Table 1 Sites of relapse at ≤ 3 years and > 3 years after randomization
Table 2 Site of relapse during the 5 years after randomization, stratified by treatment arm

Details on adverse events and compliance with each of the two drug regimens have been reported in our previous studies [3, 4]. No further data in this category were accumulated.

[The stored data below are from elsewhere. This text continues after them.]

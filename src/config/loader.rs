//! Configuration loading from disk.

use std::fs;
use std::path::{Path, PathBuf};

use thiserror::Error;

use crate::config::schema::ServerConfig;
use crate::config::validation::{validate_config, ValidationError};

/// Error type for configuration loading.
#[derive(Debug, Error)]
pub enum ConfigError {
    #[error("failed to read {}: {source}", path.display())]
    Io {
        path: PathBuf,
        #[source]
        source: std::io::Error,
    },

    #[error("parse error: {0}")]
    Parse(#[from] toml::de::Error),

    #[error("validation failed: {}", join_errors(.0))]
    Validation(Vec<ValidationError>),
}

fn join_errors(errors: &[ValidationError]) -> String {
    errors
        .iter()
        .map(ToString::to_string)
        .collect::<Vec<_>>()
        .join(", ")
}

/// Load and validate configuration from a TOML file.
pub fn load_config(path: &Path) -> Result<ServerConfig, ConfigError> {
    let content = fs::read_to_string(path).map_err(|source| ConfigError::Io {
        path: path.to_path_buf(),
        source,
    })?;
    parse_config(&content)
}

/// Parse and validate configuration from TOML text.
pub fn parse_config(content: &str) -> Result<ServerConfig, ConfigError> {
    let config: ServerConfig = toml::from_str(content)?;
    validate_config(&config).map_err(ConfigError::Validation)?;
    Ok(config)
}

Regarding the histological type, recurrences were more frequent among the undifferentiated type at 261 of 544 patients (48%) as opposed to the differentiated type (125 of 368 patients, 34%). Nevertheless, similar risk reduction for relapse was observed across the two types through addition of docetaxel (HR 0.743, 95% CI 0.531–1.038; p = 0.0805 for the differentiated type and HR 0.714, 95% CI 0.565–0.901; p = 0.0043 for the undifferentiated type).

Discussion

Through several attempts to optimize the triplet of fluorouracil, cisplatin, and docetaxel after the V325 study [8], and more recently with emergence of the FLOT regimen [9], docetaxel has become a key drug in the treatment of gastric cancer alongside fluorouracil and platinum agents. Differences in toxicity profiles between docetaxel and platinum agents and the limited tolerance of Japanese post-gastrectomy patients for intensive chemotherapeutic regimens prompted us to explore the combination of S-1 and docetaxel in the postoperative adjuvant setting.

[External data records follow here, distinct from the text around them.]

//! Auxiliary HTTP router.
//!
//! # Responsibilities
//! - Liveness (`/healthz`) and readiness (`/readyz`) probes
//! - Prometheus exposition (`/metrics`) when a recorder is installed
//! - Request-id, tracing and timeout middleware
//!
//! # Design Decisions
//! - Readiness follows the process token: once it is cancelled the
//!   process is going away and probes must fail
//! - Without a recorder `/metrics` is a plain 404

use std::time::Duration;

use axum::extract::State;
use axum::http::{header, StatusCode};
use axum::response::{IntoResponse, Response};
use axum::routing::get;
use axum::{Json, Router};
use metrics_exporter_prometheus::PrometheusHandle;
use serde_json::json;
use tokio_util::sync::CancellationToken;
use tower_http::timeout::TimeoutLayer;

use crate::http::request::RequestIdExt;

const PROMETHEUS_CONTENT_TYPE: &str = "text/plain; version=0.0.4";

/// Shared state for the auxiliary handlers.
#[derive(Clone)]
pub struct HttpState {
    token: CancellationToken,
    metrics: Option<PrometheusHandle>,
}

impl HttpState {
    pub fn new(token: CancellationToken, metrics: Option<PrometheusHandle>) -> Self {
        Self { token, metrics }
    }
}

/// Build the auxiliary router.
#[allow(deprecated)]
pub fn router(state: HttpState, request_timeout: Duration) -> Router {
    Router::new()
        .route("/healthz", get(healthz))
        .route("/readyz", get(readyz))
        .route("/metrics", get(render_metrics))
        .with_state(state)
        .layer(TimeoutLayer::new(request_timeout))
        .with_request_id()
}

async fn healthz() -> Json<serde_json::Value> {
    Json(json!({ "status": "ok", "version": env!("CARGO_PKG_VERSION") }))
}

async fn readyz(State(state): State<HttpState>) -> Response {
    if state.token.is_cancelled() {
        (
            StatusCode::SERVICE_UNAVAILABLE,
            Json(json!({ "status": "shutting_down" })),
        )
            .into_response()
    } else {
        Json(json!({ "status": "ready" })).into_response()
    }
}

async fn render_metrics(State(state): State<HttpState>) -> Response {
    match &state.metrics {
        Some(handle) => (
            [(header::CONTENT_TYPE, PROMETHEUS_CONTENT_TYPE)],
            handle.render(),
        )
            .into_response(),
        None => (StatusCode::NOT_FOUND, "metrics disabled").into_response(),
    }
}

The present study confirmed the superior efficacy of S-1 plus docetaxel over S-1 monotherapy for patients with pathologically Stage III gastric cancer based on the 5-year survival outcomes of a phase III study. This trend was observed in both the differentiated and undifferentiated type. Although reasons for the lack of differences in long-term survival among the Stage IIIB population4 remain enigmatic, the combination in question has shown significant survival benefits for both Stage IIIA and Stage IIIC subsets. Analysis at 5 years from randomization confirmed that the addition of docetaxel led to significant decreases in hematogenous recurrences alongside reinforcement or preservation of efficacy against both lymphatic spread and peritoneal dissemination; effects already observed in treatment with S-1 alone [2]. However, these benefits were observed exclusively during the first 3 years and the present analyses revealed no benefit of the doublet in preventing late recurrences at > 3 years from randomization.

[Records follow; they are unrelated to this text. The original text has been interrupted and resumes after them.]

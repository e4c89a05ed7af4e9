//! Shared utilities for integration tests.

#![allow(dead_code)]

use std::collections::BTreeMap;
use std::net::SocketAddr;
use std::sync::Mutex;
use std::time::Duration;

use alecton::api::{
    Application, ApplicationService, GetApplicationRequest, ListApplicationsRequest,
    ListApplicationsResponse, Status,
};
use alecton::config::ServerConfig;
use tokio::io::{AsyncReadExt, AsyncWriteExt};
use tokio::net::TcpStream;

/// In-memory application store with an optional per-call delay.
#[derive(Default)]
pub struct MemoryApplications {
    applications: Mutex<BTreeMap<String, Application>>,
    delay: Duration,
}

impl MemoryApplications {
    pub fn with_delay(delay: Duration) -> Self {
        Self {
            delay,
            ..Self::default()
        }
    }

    async fn pause(&self) {
        if !self.delay.is_zero() {
            tokio::time::sleep(self.delay).await;
        }
    }
}

impl ApplicationService for MemoryApplications {
    async fn list_applications(
        &self,
        _request: ListApplicationsRequest,
    ) -> Result<ListApplicationsResponse, Status> {
        self.pause().await;
        let applications = self.applications.lock().unwrap().values().cloned().collect();
        Ok(ListApplicationsResponse { applications })
    }

    async fn get_application(&self, request: GetApplicationRequest) -> Result<Application, Status> {
        self.pause().await;
        self.applications
            .lock()
            .unwrap()
            .get(&request.name)
            .cloned()
            .ok_or_else(|| Status::not_found(format!("application {} not found", request.name)))
    }

    async fn create_application(&self, application: Application) -> Result<Application, Status> {
        self.pause().await;
        let mut applications = self.applications.lock().unwrap();
        if applications.contains_key(&application.name) {
            return Err(Status::already_exists(format!(
                "application {} already exists",
                application.name
            )));
        }
        applications.insert(application.name.clone(), application.clone());
        Ok(application)
    }
}

/// Config with both listeners on ephemeral loopback ports.
pub fn local_config() -> ServerConfig {
    let mut config = ServerConfig::default();
    config.rpc.bind_address = "127.0.0.1:0".into();
    config.http.bind_address = "127.0.0.1:0".into();
    config
}

pub fn base_url(addr: SocketAddr) -> String {
    format!("http://{addr}")
}

/// Send a bare HTTP/1.1 GET and return the raw response.
pub async fn raw_get(addr: SocketAddr, path: &str) -> std::io::Result<String> {
    let mut stream = TcpStream::connect(addr).await?;
    let request = format!("GET {path} HTTP/1.1\r\nHost: test\r\nConnection: close\r\n\r\n");
    stream.write_all(request.as_bytes()).await?;
    let mut response = String::new();
    stream.read_to_string(&mut response).await?;
    Ok(response)
}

Other doublets consisting of fluorouracil and platinum agents are available for postoperative adjuvant chemotherapy. More recently, 6 months of S-1 and oxaliplatin was found to be superior to 12 months of S-1 monotherapy in a Korean phase III trial [10], and was found to be non-inferior to 6 months of capecitabine and oxaliplatin in a Chinese phase III trial [11]. In the absence of head-to-head comparisons between docetaxel-containing and oxaliplatin-containing doublets, the most appropriate regimen should be selected carefully on a case-by-case basis based on the toxicity profile and intended duration of treatment. Among other adverse events, docetaxel is typically associated with alopecia, whereas patients treated with oxaliplatin often suffer from neurotoxicity.

In conclusion, the evidence recommending postoperative chemotherapy with S-1 and docetaxel is robust for patients with pathologically Stage III gastric cancer who undergo D2 resection, regardless of the histological type, although late recurrences at > 3 years after randomization remain unpreventable.